In Xmipp information is transferred between programs using metadata class. Metadata are stored in Star Files which are described here. A complete list of valid labels is available in file metadata_sql.h (MAKE LINK ONCE WE MOVE TO GIT). Metadata are read in memory as tables in a sqlite database.

Each label is stored in a simple class. This class relates the label id (MDL_XXXX) with a string (that will be used when writing or reading metadata files) and a data type.

The basic use of the metadata class is best illustrated by examples.

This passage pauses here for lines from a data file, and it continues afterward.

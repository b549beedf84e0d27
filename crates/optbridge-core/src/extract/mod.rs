//! State extraction
//!
//! Turns the current boundary DOM into a [`SelectionState`]:
//!
//! 1. find the node carrying the selected marker
//! 2. classify its plan kind ([`plan::classify_plan`])
//! 3. pick the price node for that plan kind
//! 4. parse the price text ([`price::parse_price`])
//!
//! Extraction is a pure read. Running it twice against an unchanged DOM
//! yields equal results.

pub mod plan;
pub mod price;

use serde::Serialize;

use crate::config::{ExtractionConfig, MarkerVocabulary};
use crate::error::ExtractionError;
use crate::events::PlanKind;
use crate::traits::{DomSensor, NodeId, find_descendant, has_token};

pub use plan::classify_plan;
pub use price::{ParsedPrice, PricePattern, parse_price};

/// Selected option, its plan and its price
///
/// Equality only considers the selected node, price and discount flag: the
/// plan kind of a given node never changes on its own.
#[derive(Debug, Clone, Copy, Serialize)]
pub struct SelectionState {
    /// Option node carrying the selected marker
    pub selected: NodeId,
    /// Plan kind of the selected option
    pub plan: PlanKind,
    /// Parsed price, always greater than zero
    pub price: f64,
    /// Whether the discounted subscription price was used
    pub has_discount: bool,
}

impl PartialEq for SelectionState {
    fn eq(&self, other: &Self) -> bool {
        self.selected == other.selected
            && self.price == other.price
            && self.has_discount == other.has_discount
    }
}

/// Full result of one extraction
#[derive(Debug, Clone, PartialEq, Serialize)]
pub struct Extraction {
    /// Deduplication-relevant state
    pub state: SelectionState,
    /// Node the price was read from
    pub price_node: NodeId,
    /// Raw markup of the price node
    pub price_markup: String,
}

/// Reads selection state from a widget boundary
#[derive(Debug, Clone)]
pub struct StateExtractor {
    markers: MarkerVocabulary,
    max_ancestor_depth: usize,
}

impl StateExtractor {
    /// Create an extractor for the given vocabulary
    pub fn new(markers: MarkerVocabulary, config: &ExtractionConfig) -> Self {
        Self {
            markers,
            max_ancestor_depth: config.max_ancestor_depth,
        }
    }

    /// Marker vocabulary in use
    pub fn markers(&self) -> &MarkerVocabulary {
        &self.markers
    }

    /// First node under `boundary` carrying the selected marker
    pub fn find_selected(&self, sensor: &dyn DomSensor, boundary: NodeId) -> Option<NodeId> {
        find_descendant(sensor, boundary, |node| {
            has_token(sensor, node, &self.markers.attribute, &self.markers.selected)
        })
    }

    /// Extract the state of `selected`
    ///
    /// # Errors
    ///
    /// Returns an [`ExtractionError`] when no usable price node exists under
    /// the selected option or its text does not parse to a positive price.
    pub fn extract(
        &self,
        sensor: &dyn DomSensor,
        selected: NodeId,
    ) -> Result<Extraction, ExtractionError> {
        let plan = classify_plan(sensor, selected, &self.markers, self.max_ancestor_depth);

        let mut last_error = ExtractionError::NoPriceNode;
        for (token, discounted) in self.price_candidates(plan) {
            let Some(node) = self.price_node(sensor, selected, token) else {
                continue;
            };
            match parse_price(&sensor.text_content(node)) {
                Ok(parsed) => {
                    return Ok(Extraction {
                        state: SelectionState {
                            selected,
                            plan,
                            price: parsed.value,
                            has_discount: discounted,
                        },
                        price_node: node,
                        price_markup: sensor.outer_html(node),
                    });
                }
                Err(e) => last_error = e,
            }
        }

        Err(last_error)
    }

    /// Price tokens to try for `plan`, in preference order, with whether
    /// each one counts as discounted
    fn price_candidates(&self, plan: PlanKind) -> Vec<(&str, bool)> {
        let m = &self.markers;
        match plan {
            PlanKind::OneTime => vec![(m.price.as_str(), false)],
            PlanKind::Subscription => vec![
                (m.discounted_price.as_str(), true),
                (m.unit_price.as_str(), false),
            ],
            PlanKind::Unknown => vec![
                (m.price.as_str(), false),
                (m.discounted_price.as_str(), true),
                (m.unit_price.as_str(), false),
            ],
        }
    }

    /// First node at or below `selected` carrying `token`
    fn price_node(&self, sensor: &dyn DomSensor, selected: NodeId, token: &str) -> Option<NodeId> {
        if has_token(sensor, selected, &self.markers.attribute, token) {
            return Some(selected);
        }
        find_descendant(sensor, selected, |node| {
            has_token(sensor, node, &self.markers.attribute, token)
        })
    }
}
//! # API Route Modules
//!
//! - `jurisdictions`: reference table and single-jurisdiction scoring.
//! - `comparisons`: rank a set of jurisdictions for a fund.
//! - `recommendations`: strategy-filtered architect ranking.
//! - `saved`: named comparisons, computed server-side and persisted.
//! - `shares`: validated payloads behind password-gated, expiring links.

pub mod comparisons;
pub mod jurisdictions;
pub mod recommendations;
pub mod saved;
pub mod shares;
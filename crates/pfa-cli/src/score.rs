//! # `pfa score` — Score one jurisdiction.
//!
//! ```bash
//! pfa score cayman-islands --fund-size 100 --lp-count 15 --strategy private-equity
//! ```

use anyhow::{Context, Result};
use clap::Args;
use pfa_core::{FundParameters, JurisdictionId};
use pfa_scoring::{reference, score_breakdown, ScoreBreakdown};
use serde::Serialize;

use crate::params::FundArgs;

/// Arguments for `pfa score`.
#[derive(Args, Debug)]
pub struct ScoreArgs {
    /// Jurisdiction ID, e.g. `cayman-islands`. Unknown IDs score from the
    /// default base.
    pub jurisdiction: String,

    #[command(flatten)]
    pub fund: FundArgs,
}

/// A score with the terms behind it.
#[derive(Debug, Serialize)]
#[serde(rename_all = "camelCase")]
pub struct ScoreReport {
    pub jurisdiction_id: JurisdictionId,
    pub score: u8,
    pub breakdown: ScoreBreakdown,
    pub parameters: FundParameters,
}

/// Execute `pfa score`.
pub fn run_score(args: &ScoreArgs) -> Result<ScoreReport> {
    let id: JurisdictionId = args
        .jurisdiction
        .parse()
        .with_context(|| format!("invalid jurisdiction ID '{}'", args.jurisdiction))?;
    let parameters = args.fund.resolve()?;

    if reference::lookup(&id).is_none() {
        tracing::warn!(jurisdiction = %id, "jurisdiction not in reference table, using default base score");
    }

    let breakdown = score_breakdown(&id, &parameters);
    Ok(ScoreReport {
        jurisdiction_id: id,
        score: breakdown.score,
        breakdown,
        parameters,
    })
}
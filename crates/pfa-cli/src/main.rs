//! # pfa CLI entry point
//!
//! Parses command-line arguments and dispatches to subcommand handlers.

use std::process::ExitCode;

use clap::{Parser, Subcommand};
use tracing_subscriber::EnvFilter;

use pfa_cli::compare::{run_compare, CompareArgs};
use pfa_cli::jurisdictions::{run_jurisdictions, JurisdictionsArgs};
use pfa_cli::output::emit;
use pfa_cli::recommend::{run_recommend, RecommendArgs};
use pfa_cli::score::{run_score, ScoreArgs};

/// Private Fund Architect: jurisdiction scoring and comparison.
#[derive(Parser, Debug)]
#[command(name = "pfa", version, about, long_about = None)]
struct Cli {
    /// Enable verbose output. Repeat for more verbosity (-v, -vv, -vvv).
    #[arg(short, long, action = clap::ArgAction::Count, global = true)]
    verbose: u8,

    /// Print JSON on a single line.
    #[arg(long, global = true)]
    compact: bool,

    #[command(subcommand)]
    command: Commands,
}

#[derive(Subcommand, Debug)]
enum Commands {
    /// List the reference jurisdictions.
    Jurisdictions(JurisdictionsArgs),

    /// Score one jurisdiction for a fund.
    Score(ScoreArgs),

    /// Rank several jurisdictions for a fund.
    Compare(CompareArgs),

    /// Recommend a domicile, with alternatives.
    Recommend(RecommendArgs),
}

fn main() -> ExitCode {
    let cli = Cli::parse();

    // Logs go to stderr so stdout stays valid JSON.
    let filter = match cli.verbose {
        0 => EnvFilter::new("warn"),
        1 => EnvFilter::new("info"),
        2 => EnvFilter::new("debug"),
        _ => EnvFilter::new("trace"),
    };
    tracing_subscriber::fmt()
        .with_env_filter(filter)
        .with_target(false)
        .with_writer(std::io::stderr)
        .init();

    let result = match &cli.command {
        Commands::Jurisdictions(args) => run_jurisdictions(args).and_then(|v| emit(&v, cli.compact)),
        Commands::Score(args) => run_score(args).and_then(|v| emit(&v, cli.compact)),
        Commands::Compare(args) => run_compare(args).and_then(|v| emit(&v, cli.compact)),
        Commands::Recommend(args) => run_recommend(args).and_then(|v| emit(&v, cli.compact)),
    };

    match result {
        Ok(()) => ExitCode::SUCCESS,
        Err(e) => {
            tracing::error!("{e:#}");
            ExitCode::from(1)
        }
    }
}

#[cfg(test)]
mod tests {
    use super::*;
    use std::path::PathBuf;

    #[test]
    fn cli_parse_jurisdictions() {
        let cli = Cli::try_parse_from(["pfa", "jurisdictions"]).unwrap();
        assert!(matches!(cli.command, Commands::Jurisdictions(_)));
        assert!(!cli.compact);
    }

    #[test]
    fn cli_parse_jurisdictions_unknown_strategy_rejected() {
        assert!(Cli::try_parse_from(["pfa", "jurisdictions", "--strategy", "hedge"]).is_err());
    }

    #[test]
    fn cli_parse_score_with_flags() {
        let cli = Cli::try_parse_from([
            "pfa",
            "score",
            "cayman-islands",
            "--fund-size",
            "100",
            "--lp-count",
            "15",
            "--strategy",
            "private-equity",
            "--compact",
        ])
        .unwrap();
        assert!(cli.compact);
        if let Commands::Score(args) = cli.command {
            assert_eq!(args.jurisdiction, "cayman-islands");
            assert_eq!(args.fund.fund_size, Some(100.0));
            assert_eq!(args.fund.lp_count, Some(15));
        } else {
            panic!("expected score command");
        }
    }

    #[test]
    fn cli_parse_negative_fund_size() {
        let cli = Cli::try_parse_from(["pfa", "score", "bvi", "--fund-size", "-5"]).unwrap();
        if let Commands::Score(args) = cli.command {
            assert_eq!(args.fund.fund_size, Some(-5.0));
        }
    }

    #[test]
    fn cli_parse_compare_with_params_file() {
        let cli = Cli::try_parse_from([
            "pfa", "compare", "bvi", "jersey", "--params", "fund.yaml",
        ])
        .unwrap();
        if let Commands::Compare(args) = cli.command {
            assert_eq!(args.jurisdictions, ["bvi", "jersey"]);
            assert_eq!(args.fund.params, Some(PathBuf::from("fund.yaml")));
        } else {
            panic!("expected compare command");
        }
    }

    #[test]
    fn cli_parse_compare_requires_ids() {
        assert!(Cli::try_parse_from(["pfa", "compare"]).is_err());
    }

    #[test]
    fn cli_parse_recommend_limit() {
        let cli = Cli::try_parse_from(["pfa", "recommend"]).unwrap();
        if let Commands::Recommend(args) = cli.command {
            assert_eq!(usize::from(args.limit), pfa_scoring::DEFAULT_RECOMMENDATION_LIMIT);
        }
        assert!(Cli::try_parse_from(["pfa", "recommend", "--limit", "0"]).is_err());
        assert!(Cli::try_parse_from(["pfa", "recommend", "--limit", "33"]).is_err());
    }

    #[test]
    fn cli_verify_command() {
        use clap::CommandFactory;
        Cli::command().debug_assert();
    }
}
//! # Scoring Function
//!
//! Maps a jurisdiction and a fund description to a suitability score:
//!
//! ```text
//! base    = reference.base_score, or 75 for an unknown jurisdiction
//! offset  = reference.strategy_offsets[strategy], or 0
//! scale   = 2 if fund size >= 250 (USD millions) else 0
//! complex = 2 if LP count >= 30 else 0
//! score   = clamp(base + offset - scale - complex, 40, 100)
//! ```
//!
//! Pure and deterministic. There are no error conditions: unknown
//! jurisdictions and strategies degrade to defaults.

use pfa_core::{FundParameters, JurisdictionId};
use serde::{Deserialize, Serialize};

use crate::reference;

/// Base score for a jurisdiction that is not in the reference table.
pub const DEFAULT_BASE_SCORE: u8 = 75;

/// Lowest score the function can return.
pub const SCORE_FLOOR: u8 = 40;

/// Highest score the function can return.
pub const SCORE_CEILING: u8 = 100;

/// Deduction applied when the fund crosses the size threshold.
pub const SCALE_PENALTY: u8 = 2;

/// Deduction applied when the LP base crosses the complexity threshold.
pub const COMPLEXITY_PENALTY: u8 = 2;

/// The individual terms behind a score, for explanation surfaces.
#[derive(Debug, Clone, Copy, PartialEq, Eq, Serialize, Deserialize)]
#[cfg_attr(feature = "openapi", derive(utoipa::ToSchema))]
#[serde(rename_all = "camelCase")]
pub struct ScoreBreakdown {
    /// Whether the jurisdiction was found in the reference table.
    pub known_jurisdiction: bool,
    pub base_score: u8,
    pub strategy_offset: i8,
    pub scale_penalty: u8,
    pub complexity_penalty: u8,
    /// `base + offset - penalties` before clamping.
    pub unclamped: i16,
    /// Final score in `[SCORE_FLOOR, SCORE_CEILING]`.
    pub score: u8,
}

/// Score a jurisdiction for the given fund.
pub fn score(jurisdiction_id: &JurisdictionId, params: &FundParameters) -> u8 {
    score_breakdown(jurisdiction_id, params).score
}

/// Score a jurisdiction and return every term that went into it.
pub fn score_breakdown(jurisdiction_id: &JurisdictionId, params: &FundParameters) -> ScoreBreakdown {
    let reference = reference::lookup(jurisdiction_id);

    let base_score = reference.map_or(DEFAULT_BASE_SCORE, |r| r.base_score);
    let strategy_offset = reference.map_or(0, |r| r.strategy_offsets.get(params.strategy()));
    let scale_penalty = if params.is_large_scale() { SCALE_PENALTY } else { 0 };
    let complexity_penalty = if params.is_complex() {
        COMPLEXITY_PENALTY
    } else {
        0
    };

    let unclamped = i16::from(base_score) + i16::from(strategy_offset)
        - i16::from(scale_penalty)
        - i16::from(complexity_penalty);
    let clamped = unclamped.clamp(i16::from(SCORE_FLOOR), i16::from(SCORE_CEILING));
    // In range by construction; the fallback is unreachable.
    let score = u8::try_from(clamped).unwrap_or(SCORE_FLOOR);

    ScoreBreakdown {
        known_jurisdiction: reference.is_some(),
        base_score,
        strategy_offset,
        scale_penalty,
        complexity_penalty,
        unclamped,
        score,
    }
}

#[cfg(test)]
mod tests {
    use super::*;
    use pfa_core::Strategy;

    fn jid(s: &str) -> JurisdictionId {
        JurisdictionId::new(s).unwrap()
    }

    #[test]
    fn cayman_private_equity_no_adjustments() {
        let p = FundParameters::new(100.0, 15, Some(Strategy::PrivateEquity));
        assert_eq!(score(&jid("cayman-islands"), &p), 89);
    }

    #[test]
    fn bvi_venture_with_scale_penalty() {
        let p = FundParameters::new(300.0, 15, Some(Strategy::VentureCapital));
        let b = score_breakdown(&jid("bvi"), &p);
        assert_eq!(b.base_score, 71);
        assert_eq!(b.strategy_offset, 2);
        assert_eq!(b.scale_penalty, 2);
        assert_eq!(b.complexity_penalty, 0);
        assert_eq!(b.score, 71);
    }

    #[test]
    fn ireland_real_estate_with_complexity_penalty() {
        let p = FundParameters::new(50.0, 40, Some(Strategy::RealEstate));
        assert_eq!(score(&jid("ireland"), &p), 83);
    }

    #[test]
    fn unknown_jurisdiction_uses_default_base() {
        let p = FundParameters::new(10.0, 5, Some(Strategy::VentureCapital));
        let b = score_breakdown(&jid("atlantis"), &p);
        assert!(!b.known_jurisdiction);
        assert_eq!(b.strategy_offset, 0);
        assert_eq!(b.score, DEFAULT_BASE_SCORE);

        let p = FundParameters::new(500.0, 100, None);
        assert_eq!(score(&jid("atlantis"), &p), DEFAULT_BASE_SCORE - 4);
    }

    #[test]
    fn absent_strategy_means_zero_offset() {
        let with_none = FundParameters::new(10.0, 5, None);
        let b = score_breakdown(&jid("delaware"), &with_none);
        assert_eq!(b.strategy_offset, 0);
        assert_eq!(b.score, 86);
    }

    #[test]
    fn negative_input_behaves_like_zero() {
        let negative = FundParameters::new(-1000.0, -50, Some(Strategy::PrivateCredit));
        let zero = FundParameters::new(0.0, 0, Some(Strategy::PrivateCredit));
        for id in reference::ids() {
            assert_eq!(score(id, &negative), score(id, &zero));
        }
    }

    #[test]
    fn both_penalties_stack() {
        let p = FundParameters::new(250.0, 30, Some(Strategy::PrivateEquity));
        let b = score_breakdown(&jid("guernsey"), &p);
        assert_eq!(b.unclamped, 82 + 2 - 2 - 2);
        assert_eq!(b.score, 80);
    }

    #[test]
    fn breakdown_serializes_camel_case() {
        let p = FundParameters::new(300.0, 15, Some(Strategy::VentureCapital));
        let json = serde_json::to_value(score_breakdown(&jid("bvi"), &p)).unwrap();
        assert_eq!(json["knownJurisdiction"], true);
        assert_eq!(json["scalePenalty"], 2);
        assert_eq!(json["score"], 71);
    }
}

Example1: Read a metadata, accessing individual values, modify them and save them using a single metadata

Example 2: using aggregated functions

An aggregate function is a function where the values of multiple rows are grouped together as input on certain criteria to form a single value. Common aggregate functions include:

  • Count()
  • Maximum()
  • Minimum()
  • Sum()
  • ...
We will use this table in the examples and save it as metadata in a file called md.xmd

X Y image
500 1000 Hansen
600 1600 Nilsen
700 700 Hansen
500 300 Hansen
600 2000 Jensen
500 100 Nilsen

Example of aggregate function COUNT

md.read("md.xmd")
mdOut.aggregate(md, AGGR_COUNT, MDL_X, MDL_Y, MDL_COUNT);

where

  • md: is the input metadata
  • mdOut: is the output metadata
  • AGGR_COUNT: identifies the aggregate function, in this case count
  • MDL_X: attribute used to aggregate
  • MDL_Y: attribute over which the aggregation function will operate
  • MDL_COUNT: label for the new column with the resulting data
Output will be

X Count
500 3
600 2
700 1

Example of aggregate function SUM

md.read("md.xmd")
mdOut.aggregate(md, AGGR_SUM, MDL_X, MDL_Y, MDL_SUM);

Output will be

X Sum
500 1400
600 3600
700 700

Example 3: Complex queries

get all rows from the metadata such that x=3 AND y=4

MDValueEQ eq1(MDL_X, 3.);
    MDValueEQ eq2(MDL_Y, 4.);
    MDMultiQuery multi;
    multi.addAndQuery(eq1);
    multi.addAndQuery(eq2);
    auxMetadata.importObjects(auxMetadata3, multi);

Example 4: Regular expressions

Metadata are stored in star files. Start files may contain several metadata tables. It is possible to read several metadata with a single command using regular expresions. All these metadata objects will be merged in a single one.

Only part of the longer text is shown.